[Source information]:
*-*-*

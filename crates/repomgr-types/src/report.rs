use crate::Verdict;
use schemars::JsonSchema;
use serde::{Deserialize, Serialize};
use time::OffsetDateTime;

/// Stable schema identifier for the JSON run report.
pub const SCHEMA_REPORT_V1: &str = "repo-manager.report.v1";

#[derive(Clone, Debug, PartialEq, Eq, Serialize, Deserialize, JsonSchema)]
pub struct ToolMeta {
    pub name: String,
    pub version: String,
}

/// Machine-readable result of one `run`.
#[derive(Clone, Debug, PartialEq, Eq, Serialize, Deserialize, JsonSchema)]
pub struct RunReport {
    pub schema: String,
    pub tool: ToolMeta,

    #[serde(with = "time::serde::rfc3339")]
    #[schemars(with = "String")]
    pub started_at: OffsetDateTime,

    #[serde(with = "time::serde::rfc3339")]
    #[schemars(with = "String")]
    pub finished_at: OffsetDateTime,

    pub verdict: Verdict,
    pub warnings_total: u32,

    /// Repositories in spec order.
    pub repos: Vec<RepoResult>,
}

#[derive(Clone, Debug, PartialEq, Eq, Serialize, Deserialize, JsonSchema)]
pub struct RepoResult {
    pub name: String,
    /// Absolute repository path.
    pub path: String,
    #[serde(rename = "type")]
    pub repo_type: String,
    /// Warnings in policy-then-rule order.
    pub warnings: Vec<WarningEntry>,
}

#[derive(Clone, Debug, PartialEq, Eq, Serialize, Deserialize, JsonSchema)]
pub struct WarningEntry {
    pub message: String,
    /// Hex SHA-256 of repository name and message; stable across runs.
    pub fingerprint: String,
}

impl RunReport {
    pub fn warnings(&self) -> impl Iterator<Item = (&RepoResult, &WarningEntry)> {
        self.repos
            .iter()
            .flat_map(|repo| repo.warnings.iter().map(move |w| (repo, w)))
    }
}
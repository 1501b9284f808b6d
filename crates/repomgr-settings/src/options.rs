use repomgr_types::ids;
use std::time::Duration;

pub const DEFAULT_NETWORK_TIMEOUT_SECS: u64 = 60;

/// Options for one run that do not live in the spec file.
#[derive(Clone, Debug, PartialEq, Eq)]
pub struct RunOptions {
    /// Private key path before environment expansion.
    pub private_key: String,
    /// Remote lookup timeout in seconds; `0` disables it.
    pub network_timeout_secs: u64,
}

impl Default for RunOptions {
    fn default() -> Self {
        Self {
            private_key: ids::DEFAULT_PRIVATE_KEY.to_string(),
            network_timeout_secs: DEFAULT_NETWORK_TIMEOUT_SECS,
        }
    }
}

impl RunOptions {
    /// Private key path with `$VAR` and `${VAR}` expanded from the process environment.
    pub fn private_key_path(&self) -> String {
        expand_env(&self.private_key)
    }

    pub fn network_timeout(&self) -> Option<Duration> {
        match self.network_timeout_secs {
            0 => None,
            secs => Some(Duration::from_secs(secs)),
        }
    }
}

pub fn expand_env(input: &str) -> String {
    expand_env_with(input, |name| std::env::var(name).ok())
}

/// Expand `$VAR` and `${VAR}` using `lookup`. Unset variables expand to the
/// empty string. A `$` not followed by a name is kept.
pub fn expand_env_with<F>(input: &str, lookup: F) -> String
where
    F: Fn(&str) -> Option<String>,
{
    let mut out = String::with_capacity(input.len());
    let mut rest = input;

    while let Some(pos) = rest.find('$') {
        out.push_str(&rest[..pos]);
        let after = &rest[pos + 1..];

        if let Some(braced) = after.strip_prefix('{') {
            if let Some(end) = braced.find('}') {
                out.push_str(&lookup(&braced[..end]).unwrap_or_default());
                rest = &braced[end + 1..];
                continue;
            }
            out.push('$');
            rest = after;
            continue;
        }

        let name_len = after
            .bytes()
            .take_while(|b| b.is_ascii_alphanumeric() || *b == b'_')
            .count();
        if name_len == 0 {
            out.push('$');
            rest = after;
            continue;
        }
        out.push_str(&lookup(&after[..name_len]).unwrap_or_default());
        rest = &after[name_len..];
    }

    out.push_str(rest);
    out
}
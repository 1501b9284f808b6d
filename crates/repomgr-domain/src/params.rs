use std::collections::BTreeMap;
use thiserror::Error;

pub const PARAM_MODULE: &str = "module";
pub const PARAM_MIN_VERSION: &str = "minVersion";
pub const PARAM_VERSION: &str = "version";

#[derive(Clone, Debug, PartialEq, Eq, Error)]
pub enum ParamError {
    #[error("missing required param `{0}`")]
    Missing(String),
    #[error("param `{0}` must not be empty")]
    Empty(String),
}

/// Free-form rule parameters.
///
/// Keys are matched case-insensitively: `minVersion` and `minversion` name the
/// same parameter. Values are plain strings; decoding scalars from the spec
/// format happens in the settings layer.
#[derive(Clone, Debug, Default, PartialEq, Eq)]
pub struct RuleParams(BTreeMap<String, String>);

impl RuleParams {
    pub fn new() -> Self {
        Self::default()
    }

    pub fn insert(&mut self, key: impl AsRef<str>, value: impl Into<String>) {
        self.0.insert(key.as_ref().to_lowercase(), value.into());
    }

    pub fn get(&self, key: &str) -> Option<&str> {
        self.0.get(&key.to_lowercase()).map(String::as_str)
    }

    /// Value of a parameter that must be present and non-empty.
    pub fn require(&self, key: &str) -> Result<&str, ParamError> {
        match self.get(key) {
            None => Err(ParamError::Missing(key.to_string())),
            Some("") => Err(ParamError::Empty(key.to_string())),
            Some(v) => Ok(v),
        }
    }

    pub fn is_empty(&self) -> bool {
        self.0.is_empty()
    }

    pub fn iter(&self) -> impl Iterator<Item = (&str, &str)> {
        self.0.iter().map(|(k, v)| (k.as_str(), v.as_str()))
    }
}

impl<K: AsRef<str>, V: Into<String>> FromIterator<(K, V)> for RuleParams {
    fn from_iter<I: IntoIterator<Item = (K, V)>>(iter: I) -> Self {
        let mut params = RuleParams::new();
        for (k, v) in iter {
            params.insert(k, v);
        }
        params
    }
}

#[cfg(test)]
mod tests {
    use super::*;

    #[test]
    fn keys_are_case_insensitive() {
        let params: RuleParams = [("minVersion", "v1.2.0")].into_iter().collect();
        assert_eq!(params.get("minversion"), Some("v1.2.0"));
        assert_eq!(params.get("MINVERSION"), Some("v1.2.0"));
        assert_eq!(params.require(PARAM_MIN_VERSION), Ok("v1.2.0"));
    }

    #[test]
    fn require_rejects_missing_and_empty() {
        let params: RuleParams = [("module", "")].into_iter().collect();
        assert_eq!(
            params.require(PARAM_MODULE),
            Err(ParamError::Empty("module".to_string()))
        );
        assert_eq!(
            params.require(PARAM_VERSION),
            Err(ParamError::Missing("version".to_string()))
        );
    }
}
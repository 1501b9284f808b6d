use sha2::{Digest, Sha256};

/// Compute a stable SHA-256 fingerprint for a warning.
///
/// Identity fields:
/// - repository name (as written in the spec)
/// - warning text
pub fn fingerprint_for_warning(repo_name: &str, warning: &str) -> String {
    let canonical = [repo_name, warning].join("|");

    let mut hasher = Sha256::new();
    hasher.update(canonical.as_bytes());
    let digest = hasher.finalize();
    hex::encode(digest)
}
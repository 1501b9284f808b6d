use crate::RemoteError;
use repomgr_domain::Version;
use std::collections::BTreeSet;

const TAG_PREFIX: &str = "refs/tags/";
const PEELED_SUFFIX: &str = "^{}";

/// Derive `git@<host>:<path>.git` from a module path `<host>/<path>`.
pub fn module_to_git_addr(module: &str) -> Result<String, RemoteError> {
    match module.split_once('/') {
        Some((host, path)) if !host.is_empty() && !path.is_empty() => {
            Ok(format!("git@{host}:{path}.git"))
        }
        _ => Err(RemoteError::Address {
            module: module.to_string(),
        }),
    }
}

/// Tag names from advertised ref names. Peeled entries are folded into their
/// tag and non-tag refs are dropped.
pub fn tag_names<'a, I>(refs: I) -> Vec<String>
where
    I: IntoIterator<Item = &'a str>,
{
    let names: BTreeSet<&str> = refs
        .into_iter()
        .filter_map(|name| name.strip_prefix(TAG_PREFIX))
        .map(|tag| tag.strip_suffix(PEELED_SUFFIX).unwrap_or(tag))
        .filter(|tag| !tag.is_empty())
        .collect();
    names.into_iter().map(str::to_string).collect()
}

/// Highest semantic version among `tags`, in its original spelling.
///
/// Tags that are not semantic versions are skipped.
pub fn select_latest<I, S>(module: &str, tags: I) -> Result<String, RemoteError>
where
    I: IntoIterator<Item = S>,
    S: AsRef<str>,
{
    tags.into_iter()
        .filter_map(|tag| Version::parse(tag.as_ref()).ok())
        .max()
        .map(|version| version.original().to_string())
        .ok_or_else(|| RemoteError::NoVersion {
            module: module.to_string(),
        })
}
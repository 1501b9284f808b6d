//! Fuzz target for go.mod parsing.
//!
//! Goal: The parser should **never panic** on any input.
//! It may return errors, but panics are unacceptable.
//!
//! Run with:
//! ```bash
//! cargo +nightly fuzz run fuzz_go_mod_parser
//! ```

#![no_main]

use libfuzzer_sys::fuzz_target;

fuzz_target!(|data: &[u8]| {
    // go.mod must be UTF-8
    if let Ok(text) = std::str::from_utf8(data) {
        let _ = repomgr_repo::fuzz::parse_go_mod(text);
    }
});
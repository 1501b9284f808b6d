use crate::model::Repo;
use crate::policy::PolicySet;
use camino::Utf8PathBuf;
use thiserror::Error;

/// One `repos[]` entry: which repository to load and which policies to apply.
#[derive(Clone, Debug, PartialEq, Eq)]
pub struct RepoTarget {
    pub name: String,
    pub path: Utf8PathBuf,
    pub repo_type: String,
    pub policies: Vec<String>,
}

#[derive(Debug, Error, PartialEq, Eq)]
pub enum EvalError {
    #[error("unknown policy: {policy} (referenced by repo `{repo}`)")]
    UnknownPolicy { repo: String, policy: String },
}

/// Run the target's policies against a loaded repository.
///
/// Warnings keep policy-then-rule declaration order. A policy ID with no
/// compiled policy is fatal.
pub fn evaluate_repo(
    target: &RepoTarget,
    repo: &Repo,
    policies: &PolicySet,
) -> Result<Vec<String>, EvalError> {
    let mut warnings = Vec::new();
    for policy_id in &target.policies {
        let policy = policies
            .get(policy_id)
            .ok_or_else(|| EvalError::UnknownPolicy {
                repo: target.name.clone(),
                policy: policy_id.clone(),
            })?;
        warnings.extend(policy.evaluate(repo));
    }
    Ok(warnings)
}
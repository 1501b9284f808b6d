//! Rendering for terminal and CI surfaces (plain table, Markdown).

#![forbid(unsafe_code)]

mod markdown;
mod model;
mod table;

pub use markdown::render_markdown;
pub use model::{RenderableRepo, RenderableReport};
pub use table::render_table;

*-*-*

[What to do]: Each line in the data that holds the string "find" must be returned.

[Written response]:
    while let Some(pos) = rest.find('$') {
            if let Some(end) = braced.find('}') {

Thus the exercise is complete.